The company previously said the FDA may decide to approve Nephi. By mid-2023. However, ARS revealed in June that the FDA had told the company that an approval decision would take until September. The company said it needed extra time to complete “discussions regarding labeling and postmarketing commitments” that were raised after an FDA advisory committee meeting on Nephi.
a majority Members of the FDA’s Lung Allergy Drugs Advisory Committee have wrestled with many questions about whether the spray might be less effective than current injectables, and ultimately support the product’s benefits outweighing the risks. Voted.
“Following strong support for our clinical data, Nephi “At the PADAC meeting in May, there was limited time to answer the final questions and complete the labeling,” Lowenthal said. release.
Although epinephrine is widely accepted by experts as effective in treating severe allergic reactions, the use of the chemical, which is purified adrenaline, Its origins date back to the early 20th century — predates the existence of the FDA. This means that the initial use of epinephrine to treat anaphylaxis will require clinical trials to directly prove its effectiveness, as well as a better understanding of what measurements of the drug in the body are needed for it to be effective. This means that it was born without undergoing any clinical trials.
The original EpiPen was approved in 1987 without clinical trials or detailed data on how the drug is absorbed or how it affects the body, the FDA said.

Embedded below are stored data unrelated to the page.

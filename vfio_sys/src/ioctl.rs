// Copyright 2023 The ChromiumOS Authors
// Use of this source code is governed by a BSD-style license that can be
// found in the LICENSE file.

//! Macros and wrapper functions for dealing with ioctls.

// These are thin helpers over `libc::ioctl`; their safety requirements are
// exactly `libc::ioctl`'s.
#![allow(clippy::missing_safety_doc)]

use std::os::raw::c_int;
use std::os::raw::c_uint;
use std::os::raw::c_ulong;
use std::os::raw::c_void;
use std::os::unix::io::AsRawFd;

/// The type of an ioctl request number, as expected by `libc::ioctl`.
pub type IoctlNr = c_ulong;

pub const _IOC_NRBITS: c_uint = 8;
pub const _IOC_TYPEBITS: c_uint = 8;
pub const _IOC_SIZEBITS: c_uint = 14;
pub const _IOC_DIRBITS: c_uint = 2;
pub const _IOC_NRSHIFT: c_uint = 0;
pub const _IOC_TYPESHIFT: c_uint = _IOC_NRSHIFT + _IOC_NRBITS;
pub const _IOC_SIZESHIFT: c_uint = _IOC_TYPESHIFT + _IOC_TYPEBITS;
pub const _IOC_DIRSHIFT: c_uint = _IOC_SIZESHIFT + _IOC_SIZEBITS;
pub const _IOC_NONE: c_uint = 0;
pub const _IOC_WRITE: c_uint = 1;
pub const _IOC_READ: c_uint = 2;

/// Raw macro to declare the expression that calculates an ioctl number.
#[macro_export]
macro_rules! ioctl_expr {
    ($dir:expr, $ty:expr, $nr:expr, $size:expr) => {
        (($dir as $crate::ioctl::IoctlNr) << $crate::ioctl::_IOC_DIRSHIFT)
            | (($ty as $crate::ioctl::IoctlNr) << $crate::ioctl::_IOC_TYPESHIFT)
            | (($nr as $crate::ioctl::IoctlNr) << $crate::ioctl::_IOC_NRSHIFT)
            | (($size as $crate::ioctl::IoctlNr) << $crate::ioctl::_IOC_SIZESHIFT)
    };
}

/// Raw macro to declare a function that returns an ioctl number.
#[macro_export]
macro_rules! ioctl_ioc_nr {
    ($name:ident, $dir:expr, $ty:expr, $nr:expr, $size:expr) => {
        #[allow(non_snake_case)]
        /// Generates ioctl request number.
        pub const fn $name() -> $crate::ioctl::IoctlNr {
            $crate::ioctl_expr!($dir, $ty, $nr, $size)
        }
    };
}

/// Declare an ioctl that transfers no data.
#[macro_export]
macro_rules! ioctl_io_nr {
    ($name:ident, $ty:expr, $nr:expr) => {
        $crate::ioctl_ioc_nr!($name, $crate::ioctl::_IOC_NONE, $ty, $nr, 0);
    };
}

/// Declare an ioctl that reads data.
#[macro_export]
macro_rules! ioctl_ior_nr {
    ($name:ident, $ty:expr, $nr:expr, $size:ty) => {
        $crate::ioctl_ioc_nr!(
            $name,
            $crate::ioctl::_IOC_READ,
            $ty,
            $nr,
            ::std::mem::size_of::<$size>() as u32
        );
    };
}

/// Declare an ioctl that writes data.
#[macro_export]
macro_rules! ioctl_iow_nr {
    ($name:ident, $ty:expr, $nr:expr, $size:ty) => {
        $crate::ioctl_ioc_nr!(
            $name,
            $crate::ioctl::_IOC_WRITE,
            $ty,
            $nr,
            ::std::mem::size_of::<$size>() as u32
        );
    };
}

/// Declare an ioctl that reads and writes data.
#[macro_export]
macro_rules! ioctl_iowr_nr {
    ($name:ident, $ty:expr, $nr:expr, $size:ty) => {
        $crate::ioctl_ioc_nr!(
            $name,
            $crate::ioctl::_IOC_READ | $crate::ioctl::_IOC_WRITE,
            $ty,
            $nr,
            ::std::mem::size_of::<$size>() as u32
        );
    };
}

/// Run an ioctl with no arguments.
pub unsafe fn ioctl<F: AsRawFd>(fd: &F, nr: IoctlNr) -> c_int {
    libc::ioctl(fd.as_raw_fd(), nr, 0)
}

/// Run an ioctl with a single value argument.
pub unsafe fn ioctl_with_val(fd: &dyn AsRawFd, nr: IoctlNr, arg: c_ulong) -> c_int {
    libc::ioctl(fd.as_raw_fd(), nr, arg)
}

/// Run an ioctl with an immutable reference.
pub unsafe fn ioctl_with_ref<T>(fd: &dyn AsRawFd, nr: IoctlNr, arg: &T) -> c_int {
    libc::ioctl(fd.as_raw_fd(), nr, arg as *const T as *const c_void)
}

/// Run an ioctl with a mutable reference.
pub unsafe fn ioctl_with_mut_ref<T>(fd: &dyn AsRawFd, nr: IoctlNr, arg: &mut T) -> c_int {
    libc::ioctl(fd.as_raw_fd(), nr, arg as *mut T as *mut c_void)
}

/// Run an ioctl with a raw pointer.
pub unsafe fn ioctl_with_ptr<T>(fd: &dyn AsRawFd, nr: IoctlNr, arg: *const T) -> c_int {
    libc::ioctl(fd.as_raw_fd(), nr, arg as *const c_void)
}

To tell.
Clinical trials proving that administering epinephrine as a spray as well as an injection would be ethically difficult to conduct, FDA officials acknowledged.
Instead, ARS Pharmaceuticals various studies To generate so-called “surrogate” data aimed at figuring out whether the spray is as effective as the injection.
These included dosing subjects exposed to seasonal allergens and measuring drug concentrations in the body, which produced some conflicting data. Comparisons with measurements from epinephrine injections also yielded mixed results.
“I really want this product to work. I mean, it definitely benefits from a needle-free means of delivering epi. And I think the sponsors have done a great job of finding that balance.” I think so. But I think we’re using it,” FDA committee member Lewis Nelson said at a May meeting.
Nelson, like other committee members, praised the company and the FDA. Approach to solution Some of the large variations seen with other epinephrine injections. But he also said he believes more data will be needed before the drug can be approved.
“In the absence of better clinical data, we really don’t want to recommend approval of a product based on inconsistent and somewhat confusing surrogate data and end up harming patients because of it,” he said at the conference. No,” he said.